The entries below contain a line with "wrong key produces" and a line with "pub enum SealError". Quote exactly those two lines and all lines between them.
Top of RECORDS SUPPLIED
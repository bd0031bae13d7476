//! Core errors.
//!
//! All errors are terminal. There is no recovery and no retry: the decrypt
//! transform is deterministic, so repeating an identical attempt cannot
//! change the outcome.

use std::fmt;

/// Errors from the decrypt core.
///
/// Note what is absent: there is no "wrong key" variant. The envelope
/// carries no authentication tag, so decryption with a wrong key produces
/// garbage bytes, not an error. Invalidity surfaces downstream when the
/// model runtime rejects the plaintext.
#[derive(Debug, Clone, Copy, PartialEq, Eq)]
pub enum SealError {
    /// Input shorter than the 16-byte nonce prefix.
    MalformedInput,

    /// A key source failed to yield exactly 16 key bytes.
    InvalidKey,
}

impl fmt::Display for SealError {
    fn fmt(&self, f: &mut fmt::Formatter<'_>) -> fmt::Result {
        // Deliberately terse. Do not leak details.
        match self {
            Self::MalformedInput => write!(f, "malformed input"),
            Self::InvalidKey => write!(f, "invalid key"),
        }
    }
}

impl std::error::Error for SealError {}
Bottom of RECORDS SUPPLIED
_EXERCISE RESULT_
/// carries no authentication tag, so decryption with a wrong key produces
/// garbage bytes, not an error. Invalidity surfaces downstream when the
/// model runtime rejects the plaintext.
#[derive(Debug, Clone, Copy, PartialEq, Eq)]
pub enum SealError {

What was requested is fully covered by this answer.